Nuestro laureado con el premio Nobel de Literatura Gabriel García Márquez describe en su obra cumbre Cien años de soledad aquel momento a través de José Arcadio Buendía: “la huelga grande estalló. Los cultivos se quedaron a medias, la fruta se pasó en las cepas y los trenes de ciento veinte vagones se pararon en los ramales. Los obreros ociosos desbordaron los pueblos. La calle de los Turcos reverberó en un sábado de muchos días, y en el salón de billares del Hotel de Jacob hubo que establecer turnos de veinticuatro horas. Allí estaba José Arcadio Segundo, el día en que se anunció que el ejército había sido encargado de restablecer el orden público. Aunque no era hombre de presagios, la noticia fue para él como un anuncio de la muerte, que había esperado desde la mañana distante en que el coronel Gerineldo Márquez le permitió ver un fusilamiento”.
En efecto, el Presidente Miguel Abadía Méndez había anticipado a expedir la Ley Heroica el 30 de octubre, una especie de Ley marcial a través de la cual se declaraba turbado el orden público y le daba carta blanca para reprimir los brotes de protesta o inconformidad. Siendo Ministro de Gobierno Enrique Arrázola y Ministro de Guerra Ignacio Rengifo, designaron a Cortés como Jefe civil y militar de la zona, no sin antes declarar el Estado de sitio en la zona bananera y al amparo del mismo se prohibieron las manifestaciones públicas e incluso se declaró el toque de queda para sofocar la huelga.
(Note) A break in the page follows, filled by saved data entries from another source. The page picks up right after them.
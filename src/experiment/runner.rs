//! Runs planned experiments and measures them

use anyhow::{Context, Result};
use std::fs;
use std::path::{Path, PathBuf};
use std::process::{Child, Command, Stdio};
use std::sync::Arc;
use std::time::{Duration, Instant};

use super::report::{CounterReport, ExperimentReport};
use super::worker::WorkerJob;
use super::{ExperimentMode, ExperimentSpec, GuardPolicy};
use crate::config::BenchConfig;
use crate::parallel::ExecutionStrategy;
use crate::sync::{
    ContentionMetrics, FileSink, GuardedLogger, LogAudit, LogSink, ProcessGuard, SharedCounter,
    SlotGuard, SyncError,
};
use crate::workload::{ItemOutcome, WorkItem, convert_to_grayscale};

/// Inputs shared by every experiment of one run.
#[derive(Debug, Clone)]
pub struct RunContext {
    pub items: Vec<WorkItem>,
    /// Logs, lock files and job files go under `<run_dir>/logs`.
    pub run_dir: PathBuf,
    pub output_dir: Option<PathBuf>,
    pub race_window: Duration,
    /// Binary started for process experiments.
    pub worker_exe: PathBuf,
}

impl RunContext {
    pub fn from_config(config: &BenchConfig, worker_exe: PathBuf) -> Result<Self> {
        let items = config.load_items()?;
        if items.is_empty() {
            anyhow::bail!("No work items found");
        }
        Ok(Self {
            items,
            run_dir: config.results.dir.clone(),
            output_dir: config.workload.output_dir.clone(),
            race_window: config.race_window(),
            worker_exe,
        })
    }
}

pub struct ExperimentRunner {
    ctx: RunContext,
    logs_dir: PathBuf,
}

impl ExperimentRunner {
    pub fn new(ctx: RunContext) -> Result<Self> {
        let logs_dir = ctx.run_dir.join("logs");
        fs::create_dir_all(&logs_dir)
            .with_context(|| format!("Failed to create {}", logs_dir.display()))?;
        if let Some(dir) = &ctx.output_dir {
            fs::create_dir_all(dir).with_context(|| format!("Failed to create {}", dir.display()))?;
        }
        Ok(Self { ctx, logs_dir })
    }

    pub fn items(&self) -> &[WorkItem] {
        &self.ctx.items
    }

    /// Run `plan` in order, handing each report to `on_report` as it completes.
    pub fn run_all(
        &self,
        plan: &[ExperimentSpec],
        mut on_report: impl FnMut(&ExperimentReport),
    ) -> Result<Vec<ExperimentReport>> {
        let mut reports = Vec::with_capacity(plan.len());
        for spec in plan {
            let report = self.run(spec)?;
            on_report(&report);
            reports.push(report);
        }
        Ok(reports)
    }

    pub fn run(&self, spec: &ExperimentSpec) -> Result<ExperimentReport> {
        spec.validate()?;
        tracing::info!(
            "Running {} ({} workers, {}) over {} items",
            spec.name,
            spec.mode.workers(),
            spec.policy,
            self.ctx.items.len()
        );

        let report = match spec.mode {
            ExperimentMode::InProcess { strategy } => self.run_in_process(spec, strategy),
            ExperimentMode::Processes { workers } => self.run_processes(spec, workers),
        }
        .with_context(|| format!("Experiment {} failed", spec.name))?;

        tracing::info!(
            "{} finished in {:.3}s ({:.1} items/s, contention {:.3})",
            report.name,
            report.total_time.as_secs_f64(),
            report.throughput,
            report.contention_ratio
        );
        if !report.is_consistent() {
            tracing::warn!("{}: shared state inconsistent ({})", report.name, report.log);
        }
        Ok(report)
    }

    fn log_path(&self, spec: &ExperimentSpec) -> PathBuf {
        self.logs_dir.join(format!("{}.log", spec.name))
    }

    fn lock_path(&self, spec: &ExperimentSpec) -> PathBuf {
        self.logs_dir.join(format!("{}.lock", spec.name))
    }

    fn run_in_process(&self, spec: &ExperimentSpec, strategy: ExecutionStrategy) -> Result<ExperimentReport> {
        let log_path = self.log_path(spec);
        let sink: Arc<dyn LogSink> = Arc::new(FileSink::create(&log_path)?);
        let logger = in_process_logger(spec.policy, sink, &self.lock_path(spec))?;
        let counter = counter_for(spec.policy, self.ctx.race_window)?;
        let output_dir = self.ctx.output_dir.as_deref();

        let progress = |current: usize, total: usize, worker: usize| {
            tracing::trace!("{}: {}/{} items [worker-{}]", spec.name, current, total, worker);
        };

        let started = Instant::now();
        let results = strategy.execute(
            self.ctx.items.clone(),
            |item, worker| -> Result<ItemOutcome, SyncError> {
                // Conversion happens before any guard is touched.
                let outcome = convert_to_grayscale(&item, output_dir, worker);
                logger.append(&outcome.log_line())?;
                counter.increment();
                Ok(outcome)
            },
            Some(progress),
        )?;
        let total_time = started.elapsed();
        let outcomes = results.into_iter().collect::<Result<Vec<_>, _>>()?;

        let audit = audit_log(&log_path, &outcomes)?;
        let lock = logger.metrics().map(|m| m.snapshot()).transpose()?;
        Ok(ExperimentReport::build(
            spec,
            &outcomes,
            total_time,
            Some(CounterReport::from(&counter)),
            audit,
            lock,
        ))
    }

    fn run_processes(&self, spec: &ExperimentSpec, workers: usize) -> Result<ExperimentReport> {
        let workers = workers.min(self.ctx.items.len()).max(1);
        let log_path = self.log_path(spec);
        FileSink::create(&log_path)?;
        let guard = match spec.policy {
            GuardPolicy::CrossProcess => Some(ProcessGuard::create(self.lock_path(spec))?),
            _ => None,
        };

        let started = Instant::now();
        let mut children = Vec::with_capacity(workers);
        for worker in 0..workers {
            let job = WorkerJob {
                worker,
                policy: spec.policy,
                items: stripe(&self.ctx.items, worker, workers),
                log_path: log_path.clone(),
                lock_path: guard.as_ref().map(|g| g.path().to_path_buf()),
                output_dir: self.ctx.output_dir.clone(),
            };
            let job_path = self.logs_dir.join(format!("{}-worker-{worker}.json", spec.name));
            let spawned = job.write(&job_path).and_then(|()| self.spawn_worker(&job_path));
            match spawned {
                Ok(child) => children.push((worker, child)),
                Err(e) => {
                    reap_workers(children);
                    return Err(e);
                }
            }
        }

        let mut outcomes = Vec::with_capacity(self.ctx.items.len());
        let mut pending = children.into_iter();
        while let Some((worker, child)) = pending.next() {
            match collect_worker(worker, child) {
                Ok(worker_outcomes) => outcomes.extend(worker_outcomes),
                Err(e) => {
                    reap_workers(pending);
                    return Err(e);
                }
            }
        }
        let total_time = started.elapsed();

        let audit = audit_log(&log_path, &outcomes)?;
        let lock = guard
            .map(|g| ContentionMetrics::new(Arc::new(g)).snapshot())
            .transpose()?;
        Ok(ExperimentReport::build(spec, &outcomes, total_time, None, audit, lock))
    }

    fn spawn_worker(&self, job_path: &Path) -> Result<Child> {
        Command::new(&self.ctx.worker_exe)
            .arg("worker")
            .arg("--job")
            .arg(job_path)
            .stdin(Stdio::null())
            .stdout(Stdio::piped())
            .stderr(Stdio::piped())
            .spawn()
            .with_context(|| format!("Failed to start worker {}", self.ctx.worker_exe.display()))
    }
}

fn collect_worker(worker: usize, child: Child) -> Result<Vec<ItemOutcome>> {
    let output = child
        .wait_with_output()
        .with_context(|| format!("Failed to wait for worker {worker}"))?;
    if !output.status.success() {
        anyhow::bail!(
            "Worker {} exited with {}: {}",
            worker,
            output.status,
            String::from_utf8_lossy(&output.stderr).trim()
        );
    }
    serde_json::from_slice(&output.stdout)
        .with_context(|| format!("Worker {worker} printed invalid outcomes"))
}

/// Kill and wait every remaining child so none outlives a failed experiment.
fn reap_workers(children: impl IntoIterator<Item = (usize, Child)>) {
    for (worker, mut child) in children {
        if let Err(e) = child.kill() {
            tracing::debug!("Worker {} already gone: {}", worker, e);
        }
        match child.wait() {
            Ok(status) => tracing::debug!("Reaped worker {} ({})", worker, status),
            Err(e) => tracing::warn!("Failed to reap worker {}: {}", worker, e),
        }
    }
}

/// Items `worker`, `worker + workers`, `worker + 2 * workers`, ...
fn stripe(items: &[WorkItem], worker: usize, workers: usize) -> Vec<WorkItem> {
    items.iter().skip(worker).step_by(workers).cloned().collect()
}

fn audit_log(log_path: &Path, outcomes: &[ItemOutcome]) -> Result<LogAudit> {
    let expected: Vec<String> = outcomes.iter().map(ItemOutcome::log_line).collect();
    LogAudit::inspect_file(log_path, &expected)
        .with_context(|| format!("Failed to read log {}", log_path.display()))
}

fn in_process_logger(
    policy: GuardPolicy,
    sink: Arc<dyn LogSink>,
    lock_path: &Path,
) -> Result<GuardedLogger, SyncError> {
    Ok(match policy {
        GuardPolicy::Unguarded => GuardedLogger::unguarded(sink),
        GuardPolicy::Exclusive => GuardedLogger::exclusive(sink),
        GuardPolicy::Bounded { permits } => GuardedLogger::bounded(sink, permits)?,
        GuardPolicy::CrossProcess => GuardedLogger::cross_process(sink, ProcessGuard::create(lock_path)?),
    })
}

/// The counter guard matching a policy. A cross-process policy still
/// counts in process memory, behind an exclusive guard.
fn counter_for(policy: GuardPolicy, window: Duration) -> Result<SharedCounter, SyncError> {
    match policy {
        GuardPolicy::Unguarded => Ok(SharedCounter::unguarded(window)),
        GuardPolicy::Exclusive | GuardPolicy::CrossProcess => Ok(SharedCounter::with_guard(
            Arc::new(SlotGuard::exclusive()),
            window,
        )),
        GuardPolicy::Bounded { permits } => SharedCounter::bounded(permits, window),
    }
}
use anyhow::Result;
use clap::Args;

#[derive(Args)]
pub struct VersionArgs {
    /// Show detailed version information
    #[arg(short = 'd', long = "detailed")]
    pub detailed: bool,
}

pub fn execute(args: VersionArgs) -> Result<()> {
    println!("{} {}", crate::PKG_NAME, crate::VERSION);
    if args.detailed {
        println!("Description: {}", crate::PKG_DESCRIPTION);
        println!("Rust Edition: 2024");
        println!("Target: {}-{}", std::env::consts::ARCH, std::env::consts::OS);
        println!("CPU cores: {}", num_cpus::get());
        println!(
            "Profile: {}",
            if cfg!(debug_assertions) { "debug" } else { "release" }
        );
    }
    Ok(())
}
En la madrugada de ese aciago 6 de diciembre, los trabajadores agolpados en la plaza con sus familias desde el día anterior a la espera de la anunciada visita del Gobernador, quien supuestamente iba a interceder ante la empresa para encontrarle una solución pacífica al conflicto laboral, sucedió lo peor. El piquete de soldados seguían filados en la plaza. De un momento a otro los trabajadores fueron sorprendidos por el ruido ensordecedor del redoble de un tambor que anunciaba la lectura de un bando notificando el toque de queda y la orden perentoria de disolverse. Pero nadie se movió ni dispersó.
El intimidante redoblar de tambores fue seguido de tres toques de clarín y la amenaza por parte del inefable General Cortés de abrir fuego contra la multitud si no despejaban la plaza. Las ráfagas de las ametralladoras Schwarzlose y las detonaciones de las balas asesinas de los fusiles Mauser ahogaron en sangre el justo reclamo de los trabajadores.
Lo demás es historia, se consumó un crimen dantesco a mansalva de personas humildes e indefensas, que pagaron con sus vidas la osadía de defender sus derechos laborales, sin que el Gobierno nacional moviera un solo dedo para evitar la masacre. En un sonado debate en el Congreso de la República, el caudillo Jorge Eliecer Gaitán denunció esta execrable matanza y concluyó diciendo que “en este país el Gobierno tiene para los colombianos la metralla homicida y una temblorosa rodilla en tierra ante el oro americano”. El Gobierno de Abadía Méndez impidió con sus mayorías que el Congreso designara una Comisión para que investigara los hechos y así terminó echándole tierra al asunto.
Para concluir, citemos a Gabo en Cien años de soledad: “en Macondo no ha pasado nada, ni está pasando nada, ni pasará nunca. Este es un pueblo feliz” y según la última Encuesta de Gallup Internacional sigue siendo el segundo país más feliz del mundo con un puntaje de 82 sobre 100 (¡!).